Friday, January 29, 2010

Please welcome Bill Wallace of California. Bill has Arachnoiditis due to trauma. He welcomes your emails at bwallace_2000@yahoo.com.

Bill says:

"Suffered severe ski accident 1/1/09. Lucky I can walk but have significant arachnoiditis with brutal pain numbness and tightness. 2 questions; Does the severity of arachnoiditis change over time? Has anybody in your group rcvd pain relief from a spinal chord stimulator?"

1 comment:

  1. Bill,
    I'm Vada. I think I may be one of a very lucky few with this, but to answer your question, my L5/S1 disk ruptured in 11/1994, got not one but two idiot doctors who did not recognize the red flags of ruptured disk that needed immediate surgery because of Cauda Equina Syndrome. Anyway, been living with AA since then. The first 5 years were hell on earth. Then, I went on 2400mg/day Neurontin for the pain. On that for 4 years and it did relieve about 80% of the pain. Thought I'd gone from Hell to Heaven. After realizing (slow process) what the horrible, very scary side affects of this medicine were having on me, I decided I would no longer take it. I was so scared to go off the medicine because I didn't want the excruciating pain back. I have been relieved to find that MOST of the pain did not return; until I fell 2 years ago and re-injured the nerve root. In bed for 6 weeks with excruciating pain, had to use a walker and stool for shower because my legs didn't function well at all and the pain down my left leg had now an additional "glass shards" feeling around my knee -- in addition to all the other stuff. Pain meds I got didn't touch it. Told my doctor to prescribe the Neurontin again for only six months.

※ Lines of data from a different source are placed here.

// Copyright (c) The golden-trace Contributors
// SPDX-License-Identifier: MIT OR Apache-2.0

use crate::temp_tree::TempSourceTree;
use golden_trace_metadata::GoldenTraceExitCode;
use integration_tests::fake_power::MAKE_KEEP_OBJECTS_ENV;

#[test]
fn clean_leaves_no_artifacts() {
    let tree = TempSourceTree::new().unwrap();
    // Build, without the hygiene check since a filter is given.
    tree.cli().args(["verify", "exit_code::"]).output();
    assert!(tree.source_root().join("src/cli/drampower.o").exists());

    // Probe leftovers are exempt.
    fs_err::write(tree.source_root().join("conftest.o"), "").unwrap();

    let output = tree.cli().arg("clean").output();
    assert!(
        output.stderr_as_str().contains("hygiene::clean"),
        "{output}"
    );
    assert!(!tree.source_root().join("src/cli/drampower.o").exists());
}

#[test]
fn clean_reports_leftovers() {
    let tree = TempSourceTree::new().unwrap();
    tree.cli().args(["verify", "exit_code::"]).output();

    let output = tree
        .cli()
        .arg("clean")
        .env(MAKE_KEEP_OBJECTS_ENV, "1")
        .unchecked(true)
        .output();

    assert_eq!(
        output.exit_code(),
        Some(GoldenTraceExitCode::SCENARIO_RUN_FAILED),
        "{output}"
    );
    let stderr = output.stderr_as_str();
    assert!(stderr.contains("src/cli/drampower.o"), "{output}");
    assert!(stderr.contains("left after clean"), "{output}");
    assert!(!stderr.contains("conftest"), "{output}");
}
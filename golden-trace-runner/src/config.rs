// Copyright (c) The golden-trace Contributors
// SPDX-License-Identifier: MIT OR Apache-2.0

//! Configuration for golden-trace.
//!
//! The configuration is layered: the embedded default config is overlaid by
//! `.config/golden-trace.toml` under the source root if it exists, or by an explicitly specified
//! file.

use crate::errors::ConfigParseError;
use camino::{Utf8Path, Utf8PathBuf};
use config::{Config, ConfigBuilder, File, FileFormat, builder::DefaultState};
use itertools::Itertools;
use serde::Deserialize;
use std::collections::BTreeSet;
use tracing::warn;

/// Overall configuration for golden-trace.
#[derive(Clone, Debug)]
pub struct HarnessConfig {
    source_root: Utf8PathBuf,
    inner: HarnessConfigDeserialize,
}

impl HarnessConfig {
    /// The default location of the config within the source root.
    pub const CONFIG_PATH: &'static str = ".config/golden-trace.toml";

    /// Contains the default config as a TOML file.
    ///
    /// Repository-specific configuration is layered on top of the default config.
    pub const DEFAULT_CONFIG: &'static str = include_str!("../default-config.toml");

    /// Reads the configuration for the given source root.
    ///
    /// If `config_file` is specified, it must exist and replaces the default location. Unknown
    /// keys produce warnings rather than errors.
    pub fn from_sources(
        source_root: impl Into<Utf8PathBuf>,
        config_file: Option<&Utf8Path>,
    ) -> Result<Self, ConfigParseError> {
        let source_root = source_root.into();
        let (config_file, source) = match config_file {
            Some(file) => (
                file.to_owned(),
                File::new(file.as_str(), FileFormat::Toml),
            ),
            None => {
                let config_file = source_root.join(Self::CONFIG_PATH);
                let source = File::new(config_file.as_str(), FileFormat::Toml).required(false);
                (config_file, source)
            }
        };

        let builder = Self::make_default_config().add_source(source);
        let (inner, unknown) = Self::build_and_deserialize_config(&builder)
            .map_err(|err| ConfigParseError::new(&config_file, err))?;

        if !unknown.is_empty() {
            warn!(
                "ignoring unknown configuration keys in config file {config_file}: {}",
                unknown.iter().join(", ")
            );
        }

        Ok(Self {
            source_root,
            inner,
        })
    }

    /// Returns the default config for the given source root.
    #[cfg(test)]
    pub(crate) fn default_config(source_root: impl Into<Utf8PathBuf>) -> Self {
        let (inner, unknown) = Self::build_and_deserialize_config(&Self::make_default_config())
            .expect("default config is always valid");

        // The default config is embedded in the binary, so any unknown key there is a bug.
        if !unknown.is_empty() {
            panic!(
                "found unknown keys in default config: {}",
                unknown.iter().join(", ")
            );
        }

        Self {
            source_root: source_root.into(),
            inner,
        }
    }

    /// Returns the source root this config applies to.
    pub fn source_root(&self) -> &Utf8Path {
        &self.source_root
    }

    /// Returns the settings for the standalone tool.
    pub fn tool(&self) -> &ToolConfig {
        &self.inner.tool
    }

    /// Returns the settings for the library-embedding test executables.
    pub fn library(&self) -> &LibraryConfig {
        &self.inner.library
    }

    /// Returns the settings for the build system.
    pub fn build(&self) -> &BuildSystemConfig {
        &self.inner.build
    }

    /// Returns the coverage settings.
    pub fn coverage(&self) -> &CoverageConfig {
        &self.inner.coverage
    }

    /// Returns the build-hygiene settings.
    pub fn hygiene(&self) -> &HygieneConfig {
        &self.inner.hygiene
    }

    /// Returns the output-normalization settings.
    pub fn output(&self) -> &OutputConfig {
        &self.inner.output
    }

    fn make_default_config() -> ConfigBuilder<DefaultState> {
        Config::builder().add_source(File::from_str(Self::DEFAULT_CONFIG, FileFormat::Toml))
    }

    /// This returns a tuple of (config, ignored paths).
    fn build_and_deserialize_config(
        builder: &ConfigBuilder<DefaultState>,
    ) -> Result<(HarnessConfigDeserialize, BTreeSet<String>), config::ConfigError> {
        let config = builder.build_cloned()?;

        let mut ignored = BTreeSet::new();
        let config: HarnessConfigDeserialize =
            serde_ignored::deserialize(config, |path: serde_ignored::Path| {
                ignored.insert(path.to_string());
            })?;

        Ok((config, ignored))
    }
}

#[derive(Clone, Debug, Deserialize)]
#[serde(rename_all = "kebab-case")]
struct HarnessConfigDeserialize {
    tool: ToolConfig,
    library: LibraryConfig,
    build: BuildSystemConfig,
    coverage: CoverageConfig,
    hygiene: HygieneConfig,
    output: OutputConfig,
}

/// Settings for the standalone tool under test.
#[derive(Clone, Debug, Deserialize)]
#[serde(rename_all = "kebab-case")]
pub struct ToolConfig {
    /// The executable produced by the build, relative to the source root.
    pub binary: Utf8PathBuf,

    /// The makefile that builds and cleans the tool.
    pub makefile: Utf8PathBuf,
}

/// Settings for the library-embedding test executables.
#[derive(Clone, Debug, Deserialize)]
#[serde(rename_all = "kebab-case")]
pub struct LibraryConfig {
    /// The directory holding the library executables, relative to the source root.
    pub test_dir: Utf8PathBuf,

    /// The makefile that builds the library executables.
    pub makefile: Utf8PathBuf,

    /// The build variable pointing the library makefile at the tool sources.
    pub tool_root_var: String,
}

/// Settings for the build system.
#[derive(Clone, Debug, Deserialize)]
#[serde(rename_all = "kebab-case")]
pub struct BuildSystemConfig {
    /// The build program, looked up on `PATH` if not a path.
    pub program: String,
}

/// Coverage settings.
#[derive(Clone, Debug, Deserialize)]
#[serde(rename_all = "kebab-case")]
pub struct CoverageConfig {
    /// Coverage data file names produced in the source root by a library build.
    pub artifacts: Vec<String>,
}

/// Build-hygiene settings.
#[derive(Clone, Debug, Deserialize)]
#[serde(rename_all = "kebab-case")]
pub struct HygieneConfig {
    /// Glob patterns matching build artifacts, applied to file names.
    pub patterns: Vec<String>,

    /// File names starting with this prefix are ignored.
    pub ignore_prefix: String,
}

/// Output-normalization settings.
#[derive(Clone, Debug, Deserialize)]
#[serde(rename_all = "kebab-case")]
pub struct OutputConfig {
    /// Lines starting with this marker are excluded from comparison.
    pub comment_marker: String,

    /// Prefixes identifying summary lines.
    pub summary_prefixes: Vec<String>,
}
// Copyright (c) The golden-trace Contributors
// SPDX-License-Identifier: MIT OR Apache-2.0

use color_eyre::Result;

fn main() -> Result<()> {
    color_eyre::install()?;
    let _ = enable_ansi_support::enable_ansi_support();

    golden_trace::main_impl()
}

That pretty much took care of the problem again and I was back to pre-fall mostly. In the last year the pain is increasing again, so now I'm investigating hypnosis/spinal neurotransmitter options. If I don't do anything at all, I'm in pretty good shape. But, if I do anything (clean house, cook a family meal, try to walk for more than a block or two, sit too long, stand too long), the pain is horrible and I'm hunched over with weak legs. I hope that you can take some comfort from the fact that my pain HAS gotten better -- because of the Neurontin. But, if you take it, be very careful of the side affects. I will no longer take this "class" of medicine (anti-seizure). However, my mother has taken just 1 a day for diabetic neuropathy and has not suffered the same affects. Good luck. Hope this gives you some hope.